Ogbe isn’t called “Superman” just because he became a world-class athlete despite the polio that has paralyzed his left leg since he was 3 years old. And it’s certainly not because he can fling a discus more than 173 feet (52.77 meters) – which makes him the top-ranked Paralympian in the world. He is also the top-ranked American shot puttter.
The nickname suggests that Ogbe is superhuman. The people who know him best say he’s more of a super human being.
“You won’t find a better human being on the face of the earth,” said Vince Maniaci, who was a Bellarmine vice president when Ogbe arrived in 2002.
“He worked harder – especially his quantitative classes in accounting and some of the other math classes – harder than any kid I ever saw,” Maniaci said. “And he overcame more hardships than we can even imagine in our lives.”
When Ogbe received his first Bellarmine diploma four years ago, President Joseph J. McGowan told the commencement audience, “Dennis Ogbe has almost single-handedly created within the Bellarmine University community a comprehensive and profound sense of an internationalized world, and its immense hope and possibilities.”
Ogbe is a human resources specialist for Brown-Forman, the Louisville-based distiller.
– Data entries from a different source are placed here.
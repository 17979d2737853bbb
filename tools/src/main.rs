//! crm-runner: churn analytics over a CRM database.
//!
//! Usage:
//!   crm-runner --db crm.db --fixture data/fixtures/sample_crm.json
//!   crm-runner --serve --port 5000
//!   crm-runner --ipc-mode --seed 42

mod http;

use anyhow::Result;
use chrono::Utc;
use crm_core::{
    analytics::ChurnAnalytics,
    config::CrmConfig,
    pipeline::PipelineSummary,
    rng::ScoringRng,
    store::{CrmFixture, CrmStore},
    types::EntityId,
};
use std::env;
use std::io::{self, BufRead, Write};
use std::sync::Arc;

#[derive(serde::Deserialize)]
#[serde(tag = "type", rename_all = "snake_case")]
enum IpcCommand {
    ChurnRisk,
    ChurnMetrics,
    Engagement { customer_id: EntityId },
    Pipeline,
    DealsByAssignee { assignee: String },
    RecentCustomers {
        #[serde(default = "default_limit")]
        limit: usize,
    },
    TopProducts {
        #[serde(default = "default_limit")]
        limit: usize,
    },
    Quit,
}

fn default_limit() -> usize {
    4
}

fn main() -> Result<()> {
    env_logger::init();

    let args: Vec<String> = env::args().collect();
    let port = parse_arg(&args, "--port", 5000u16);
    let serve = args.iter().any(|a| a == "--serve");
    let ipc_mode = args.iter().any(|a| a == "--ipc-mode");
    let db = flag_value(&args, "--db").unwrap_or(":memory:");
    let data_dir = flag_value(&args, "--data-dir").unwrap_or("./data");
    let default_fixture = format!("{data_dir}/fixtures/sample_crm.json");
    let fixture = flag_value(&args, "--fixture").unwrap_or(default_fixture.as_str());

    let mut config = CrmConfig::load(data_dir)?;
    if let Some(seed) = flag_value(&args, "--seed").and_then(|s| s.parse().ok()) {
        config.rng_seed = Some(seed);
    }

    if !ipc_mode {
        println!("CRM churn analytics: crm-runner");
        println!("  db:        {db}");
        println!("  data_dir:  {data_dir}");
        println!("  model:     {}", config.model_version);
        match config.rng_seed {
            Some(seed) => println!("  seed:      {seed}"),
            None => println!("  seed:      (entropy)"),
        }
        println!();
    }

    let store = if db == ":memory:" {
        CrmStore::in_memory()?
    } else {
        CrmStore::open(db)?
    };
    store.migrate()?;
    seed_if_empty(&store, fixture)?;

    if serve {
        let state = Arc::new(http::AppState::new(store, config));
        let runtime = tokio::runtime::Runtime::new()?;
        runtime.block_on(http::serve(state, port))?;
    } else if ipc_mode {
        run_ipc_loop(&store, &config)?;
    } else {
        print_summary(&store, &config)?;
    }

    Ok(())
}

/// Load the fixture into a fresh database. An existing population is left alone.
fn seed_if_empty(store: &CrmStore, fixture: &str) -> Result<()> {
    let customers = store.counts()?.customers;
    if customers > 0 {
        log::info!("store already holds {customers} customers; skipping fixture");
        return Ok(());
    }
    if !std::path::Path::new(fixture).exists() {
        log::warn!("fixture {fixture} not found; starting with an empty store");
        return Ok(());
    }
    let data = CrmFixture::load(fixture)?;
    store.import_fixture(&data, Utc::now())?;
    Ok(())
}

fn run_ipc_loop(store: &CrmStore, config: &CrmConfig) -> Result<()> {
    let stdin = io::stdin();
    let mut stdout = io::stdout();
    let mut handle = stdin.lock();
    let mut buffer = String::new();
    let analytics = ChurnAnalytics::new(store, config);

    loop {
        buffer.clear();
        let bytes_read = handle.read_line(&mut buffer)?;
        if bytes_read == 0 {
            break; // EOF
        }
        if buffer.trim().is_empty() {
            continue;
        }

        let cmd: IpcCommand = match serde_json::from_str(&buffer) {
            Ok(c) => c,
            Err(e) => {
                write_error(&mut stdout, &e.to_string())?;
                continue;
            }
        };

        let now = Utc::now();
        let mut rng = ScoringRng::from_optional_seed(config.rng_seed);
        log::debug!("ipc: scoring with seed {}", rng.seed());
        let response = match cmd {
            IpcCommand::Quit => break,
            IpcCommand::ChurnRisk => analytics
                .customers_with_churn_risk(now, &mut rng)
                .map(serde_json::to_value),
            IpcCommand::ChurnMetrics => analytics
                .churn_metrics(now, &mut rng)
                .map(serde_json::to_value),
            IpcCommand::Engagement { customer_id } => {
                match analytics.customer_engagement(customer_id, now, &mut rng) {
                    Ok(Some(summary)) => Ok(serde_json::to_value(summary)),
                    Ok(None) => {
                        write_error(&mut stdout, &format!("Customer {customer_id} not found"))?;
                        continue;
                    }
                    Err(e) => Err(e),
                }
            }
            IpcCommand::Pipeline => store
                .list_deals()
                .map(|deals| serde_json::to_value(PipelineSummary::from_deals(&deals))),
            IpcCommand::DealsByAssignee { assignee } => store
                .list_deals_by_assignee(&assignee)
                .map(serde_json::to_value),
            IpcCommand::RecentCustomers { limit } => store
                .recent_customers(limit)
                .map(serde_json::to_value),
            IpcCommand::TopProducts { limit } => store
                .top_products(limit)
                .map(serde_json::to_value),
        };

        match response {
            Ok(value) => writeln!(stdout, "{}", value?)?,
            Err(e) => {
                log::warn!("ipc command failed: {e}");
                write_error(&mut stdout, &e.to_string())?;
                continue;
            }
        }
        stdout.flush()?;
    }
    Ok(())
}

fn write_error(out: &mut impl Write, message: &str) -> Result<()> {
    let err_json = serde_json::json!({ "error": message });
    writeln!(out, "{err_json}")?;
    out.flush()?;
    Ok(())
}

fn print_summary(store: &CrmStore, config: &CrmConfig) -> Result<()> {
    let now = Utc::now();
    let mut rng = ScoringRng::from_optional_seed(config.rng_seed);
    log::info!("summary: scoring with seed {}", rng.seed());
    let analytics = ChurnAnalytics::new(store, config);

    let counts = store.counts()?;
    let metrics = analytics.churn_metrics(now, &mut rng)?;
    let at_risk = analytics.customers_with_churn_risk(now, &mut rng)?;
    let pipeline = PipelineSummary::from_deals(&store.list_deals()?);

    println!("=== STORE ===");
    println!("  customers:      {}", counts.customers);
    println!("  deals:          {}", counts.deals);
    println!("  tickets:        {}", counts.tickets);
    println!("  activities:     {}", counts.activities);
    println!("  products:       {}", counts.products);

    println!();
    println!("=== CHURN ===");
    println!("  current rate:   {}", metrics.current_churn_rate);
    println!("  at risk:        {} ({})", metrics.at_risk_count, metrics.at_risk_percentage);
    for c in &at_risk {
        println!(
            "    #{:<4} {:<24} {:>3}  {}",
            c.customer.id,
            c.customer.name,
            c.churn_risk,
            c.risk_level.label()
        );
    }
    println!("  top reasons:");
    for r in &metrics.top_churn_reasons {
        println!("    {:<44} {:>3}%", r.reason, r.percentage);
    }

    println!();
    println!("=== PIPELINE ===");
    println!("  total value:    {:.0}", pipeline.total_value);
    println!("  open value:     {:.0}", pipeline.open_value);
    println!("  forecast:       {:.0}", pipeline.weighted_forecast);
    println!("  win rate:       {:.1}%", pipeline.win_rate);

    println!();
    println!("=== TOP PRODUCTS ===");
    for p in store.top_products(default_limit())? {
        println!("    {:<28} {:>12.0} {}", p.name, p.price, p.currency);
    }
    Ok(())
}

fn parse_arg<T: std::str::FromStr + Copy>(args: &[String], flag: &str, default: T) -> T {
    args.windows(2)
        .find(|w| w[0] == flag)
        .and_then(|w| w[1].parse().ok())
        .unwrap_or(default)
}

fn flag_value<'a>(args: &'a [String], flag: &str) -> Option<&'a str> {
    args.windows(2)
        .find(|w| w[0] == flag)
        .map(|w| w[1].as_str())
}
He is also a living, breathing, discus-throwing, God-fearing throwback to the dearest – and corniest – of American dreams.
Ogbe answers the phone on the first ring. He thanks everyone in sight, for favors great and small – still pointing out that Louisville Church of Christ paid his way here eight years ago. He starts every day with prayer. Little things can make him cry. He honors his mother and his late father. He can’t abide debt.
“If I’m owing somebody, I can’t sleep,” he said, because I feel like I’m not free.”
Ogbe uses his left leg – a thin, rigid limb that’s wider at the knee than the calf – for balance, primarily. When he runs, his muscular right leg hits the ground twice as often as his left one.
“Most people see me running that way and say, ‘Oh, this guy’s gonna hurt himself,'” Ogbe said. “In my mind’s eye … I don’t see myself hopping. I see myself running like any other person with two legs. At times I fall down, but I still do it.”
Ogbe, who became a U.S. citizen in February, uses a sturdy red, white and blue frame when he throws the discus and shot. The frame holds his paralyzed leg in place and provides a seat on which he pivots before launching his throws. Upon release, he emits a yell that sounds like “GUUUUT!” or “CUUUUT!”
Ogbe was born in Nigeria 34 years ago – the fourth of 12 children – and grew up in the college town of Zaria.
“When I was born back in Africa – bright hopes, young lad – I had the future ahead of me,” he said.
That bright hope soon dimmed. When he was 3, he contracted polio. “I was paralyzed from the waist down,” he said.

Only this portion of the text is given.